By Deacon Derrick Johnson
Permanent Deacon at Assumption Parish in Welby
And in that region, there were shepherds out in the field, keeping watch over their flock by night. And an angel of the Lord appeared to them, and the glory of the Lord shone around them, and they were filled with fear. And the angel said to them, ‘Be not afraid; for behold, I bring you good news of a great joy which will come to all the people; for to you is born this day in the city of David a Savior, who is Christ the Lord. And this will be a sign for you: you will find a baby wrapped in swaddling clothes and lying in a manger.’ And suddenly there was with the angel a multitude of the heavenly host praising God and saying, ‘Glory to God in the highest, and on earth peace among men with whom he is pleased.’ And they went with haste, and found Mary and Joseph, and the baby lying in a manger.”
Luke 2:8-14, 16
Perhaps no other Christmas image stands in defiance of the commercial and worldly notion of the holiday than the humble image of the shepherds keeping watch over their flocks in the fields as the Christ child is born. This scene is at the climax of the 1965 TV movie A Charlie Brown Christmas when Charlie Brown cries out, “Isn’t there anyone who knows what Christmas is all about?” Linus comes to the rescue and delivers the most profound performance of the movie, quoting almost verbatim from the scene in Luke’s Gospel. Linus’ moment in the movie is much like those shepherds in the field. His character is quiet, lowly and mostly unnoticed by his peers; but Linus represents in the movie much of what the shepherds represent in this scene in Luke. They are both castaways, lowly, forgotten and humble. As we are entering into the yearly frenzy of the end of Advent and the beginning of Christmastide, these good shepherds serve as an image that our commercialized and secular world would do well to meditate on.
It is easy to overlook these shepherds in the nativity narrative, and to do so would be in keeping with those in the time of Jesus’ birth. The shepherds in the gospel represent men and boys who were not well thought of in society. They held no status; they were away from the hustle of the towns for the most part in their work, and they were as dirty and smelly as the animals in their flocks. Shepherds were those blue-collar workers of their time who were cast aside by many in society. If the shepherds were to try to enter the Temple to offer worship, they would not be allowed as they were considered ritually impure. No one would mistake the shepherds for anything special in these times. Their dress, smell, education level and occupation would ensure they were kept in their place by the community around them.
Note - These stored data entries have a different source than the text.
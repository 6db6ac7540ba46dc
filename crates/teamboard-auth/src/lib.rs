//! # teamboard-auth
//!
//! Authentication and team authorization for TeamBoard.
//!
//! ## Modules
//!
//! - `jwt`: access token creation and validation
//! - `password`: Argon2id hashing and strength policy
//! - `team`: the pure role/grant check and the membership-aware authorizer

pub mod jwt;
pub mod password;
pub mod team;

pub use jwt::{Claims, IssuedToken, JwtDecoder, JwtEncoder};
pub use password::{PasswordHasher, PasswordValidator};
pub use team::{TeamAccess, TeamAuthorizer};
If society rejected and overlooked these men, it begs the question: Why did God send the angels to announce the birth of Jesus to them? Why didn’t the angels go to the High Priest or perhaps King Herod? Why was the birth of the King of Kings announced first to some smelly shepherds keeping watch over the flocks? Perhaps it was partially the lowly state of these men that God found pleasing to send the heralds to announce the birth of his son. Perhaps it was because they represented, outwardly and inwardly, something that was countercultural to the time.
As we are entering into the yearly frenzy of the end of Advent and the beginning of Christmastide, Linus and the good shepherds serve as an image that our commercialized and secular world would do well to meditate on.
Our society today is not much different than the one in the time of the shepherds. We value glamor and glitz and as a collective try to distance ourselves from the idea of lowliness and poverty. We often measure success by outward material displays of wealth. Having the best brand of car, purse, watch, jeans and shoes are yardsticks of how we measure success. It is easy for anyone to fall into the trap of lusting for outward riches.
The shepherds in the fields outside Bethlehem were not worried about such things, and perhaps we need to take a page from their book. Their lowliness and their poverty (both in the material and spiritual sense) made them well-disposed to knowing and hearing the message of the angels announcing the birth of Jesus. It is ironic that when we choose to celebrate the gift of the Savior, which was announced first to these lowest ones, we materialize the celebration with a disordered emphasis on buying things versus trying to be like the shepherds in the field.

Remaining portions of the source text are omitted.